Public education has been sailed dangerously off course and, sadly, most teachers don’t see themselves as shipmates. Some will mutiny against petty tyrants and their pandering and Starbuck-loyal first mates. Bravo!  But solo defiance won’t accomplish what fierce solidarity might. Ferocity frightens most teachers. (What have we come to if boo-ing a horribly ignorant and union-busting secretary of education is considered cause for apology? Who the fuck does Jennings think Duncan is? I boo opera singers, forchrissakes.) And fear leads even able-bodied union members to collude with the crazy captains of their school and district vessels. 

Advice to the number crunchers, and word smiths and data dancers among the enablers of the search for the white whale of “school reform” –  If Ahab surrounds himself with quisling officers, it’s probably best not to help any of them in any way. Better to spend time building a bouyant coffin to share.

Following Bartleby’s lead

You’ve got to wonder what it means for teachers and students when one of SFUSD’s big data toysachievement management systems” actually struts a positive reference from crazy Tom Friedman, the One True Wanker of the Decade (the vid is priceless):

On schoolLoop.com you can track your kid’s homework assignments and daily progress in every K-12 class. A most e-mailed list is coming to a job near you.

Such high praise from a Very Serious Person will probably inspire a SchoolLoop offshoot (pun intended), a body-count management system for deployment on drones.

Who else’s “data” will SchoolSnoop track? Not mine. Folllowing Melville’s scrivener, “I would prefer not to.” Retirement has its advantages.

“When the [reformers] say that instruction must be ‘evidence-based,’ and ‘data-driven,’ they don’t mean that schools and teachers should be guided by statistical studies. When they say ‘data-driven,’ they mean breaking down jobs into tasks, breaking tasks into components, and then measuring and quantifying each component to develop target work norms. The norms are used to establish new conditions of work and workplace discipline. These are used to impose scripted learning, narrow ‘teach to the test’ curricula, canned software, and cyber-schools.” Jack Gerson in “The Neo Liberal Agenda and Teachers’ Unions,” in  The Assault on Public Education, p. 110.

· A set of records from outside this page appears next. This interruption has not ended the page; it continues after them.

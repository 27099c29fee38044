use std::time::Duration;

use alphabatch_model::MaxConcurrency;
use serde::{Deserialize, Serialize};

/// Scheduling knobs for one batch run. Immutable once the run starts.
#[derive(Clone, Copy, Debug, Serialize, Deserialize, PartialEq, Eq)]
#[serde(default)]
pub struct OrchestratorConfig {
    /// Upper bound on simulations in flight, locally and on the service.
    pub max_concurrency: MaxConcurrency,
    /// Pause between scheduling cycles (milliseconds).
    pub cycle_interval_ms: u64,
    /// Pause before re-checking a saturated service that has none of our
    /// jobs in flight (milliseconds).
    pub saturation_backoff_ms: u64,
}

impl Default for OrchestratorConfig {
    fn default() -> Self {
        Self {
            max_concurrency: MaxConcurrency::default(),
            cycle_interval_ms: 5_000,
            saturation_backoff_ms: 30_000,
        }
    }
}

impl OrchestratorConfig {
    pub fn cycle_interval(&self) -> Duration {
        Duration::from_millis(self.cycle_interval_ms)
    }

    pub fn saturation_backoff(&self) -> Duration {
        Duration::from_millis(self.saturation_backoff_ms)
    }
}

/// Retry/poll policy of the submit-to-production workflow.
#[derive(Clone, Copy, Debug, Serialize, Deserialize, PartialEq, Eq)]
#[serde(default)]
pub struct SubmissionConfig {
    pub max_accept_attempts: u16,
    pub accept_retry_interval_ms: u64,
    /// Emit an elapsed-time heartbeat every N status polls.
    pub heartbeat_every: u32,
}

impl Default for SubmissionConfig {
    fn default() -> Self {
        Self {
            max_accept_attempts: 5,
            accept_retry_interval_ms: 3_000,
            heartbeat_every: 75,
        }
    }
}

impl SubmissionConfig {
    pub fn accept_retry_interval(&self) -> Duration {
        Duration::from_millis(self.accept_retry_interval_ms)
    }
}
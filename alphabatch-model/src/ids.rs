use std::fmt;

/// Run-local job identifier.
///
/// Allocated monotonically by the orchestrator; a value is never handed out
/// twice within one run.
#[derive(Debug, Clone, Copy, PartialEq, Eq, PartialOrd, Ord, Hash, Default)]
#[cfg_attr(feature = "serde", derive(serde::Serialize, serde::Deserialize))]
#[cfg_attr(feature = "serde", serde(transparent))]
pub struct JobId(pub u64);

impl JobId {
    pub fn new(value: u64) -> Self {
        JobId(value)
    }

    pub fn value(&self) -> u64 {
        self.0
    }

    /// Returns the identifier that follows this one.
    pub fn next(self) -> Self {
        JobId(self.0 + 1)
    }
}

impl fmt::Display for JobId {
    fn fmt(&self, f: &mut fmt::Formatter<'_>) -> fmt::Result {
        write!(f, "{}", self.0)
    }
}

/// Identifier the remote service assigns to an evaluated alpha.
#[derive(Debug, Clone, PartialEq, Eq, PartialOrd, Ord, Hash, Default)]
#[cfg_attr(feature = "serde", derive(serde::Serialize, serde::Deserialize))]
#[cfg_attr(feature = "serde", serde(transparent))]
pub struct AlphaId(String);

impl AlphaId {
    pub fn new(raw: impl Into<String>) -> Self {
        AlphaId(raw.into())
    }

    pub fn as_str(&self) -> &str {
        &self.0
    }

    pub fn is_empty(&self) -> bool {
        self.0.trim().is_empty()
    }
}

impl fmt::Display for AlphaId {
    fn fmt(&self, f: &mut fmt::Formatter<'_>) -> fmt::Result {
        f.write_str(&self.0)
    }
}

impl From<&str> for AlphaId {
    fn from(raw: &str) -> Self {
        AlphaId::new(raw)
    }
}

impl From<String> for AlphaId {
    fn from(raw: String) -> Self {
        AlphaId(raw)
    }
}

impl AsRef<str> for AlphaId {
    fn as_ref(&self) -> &str {
        &self.0
    }
}

/// Opaque address returned by the service when a simulation is accepted.
/// Only ever used to query that simulation's live status.
#[derive(Debug, Clone, PartialEq, Eq, Hash)]
#[cfg_attr(feature = "serde", derive(serde::Serialize, serde::Deserialize))]
#[cfg_attr(feature = "serde", serde(transparent))]
pub struct PollLocator(String);

impl PollLocator {
    pub fn new(raw: impl Into<String>) -> Self {
        PollLocator(raw.into())
    }

    pub fn as_str(&self) -> &str {
        &self.0
    }
}

impl fmt::Display for PollLocator {
    fn fmt(&self, f: &mut fmt::Formatter<'_>) -> fmt::Result {
        f.write_str(&self.0)
    }
}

Workplace discipline rampant

Chomsky at Alternet, Part 1 leading to Part 2 focused on education. He describes a visit to Mexico, followed by a visit to California: “From Mexico, I went on to California, to the Bay Area. That’s one of the richest regions on earth. They are destroying the greatest public education system in the world, systematically. The major universities are practically being privatized for the rich, becoming like Ivy League colleges. And educational opportunities in the rest of the public system are slowly being modified to provide some kind of technical training.”

From the front lines of a San Francisco high school where teacher autonomy gets assaulted daily, I predict this is how it will play out in the k-12 world:

When the [reformers] say that instruction must be ‘evidence-based,’ and ‘data-driven,’ they don’t mean that schools and teachers should be guided by statistical studies. When they say ‘data-driven,’ they mean breaking down jobs into tasks, breaking tasks into components, and then measuring and quantifying each component to develop target work norms. The norms are used to establish new conditions of work and workplace discipline. These are used to impose scripted learning, narrow ‘teach to the test’ curricula, canned software, and cyber-schools.”  The Assault on Public Education, p. 110.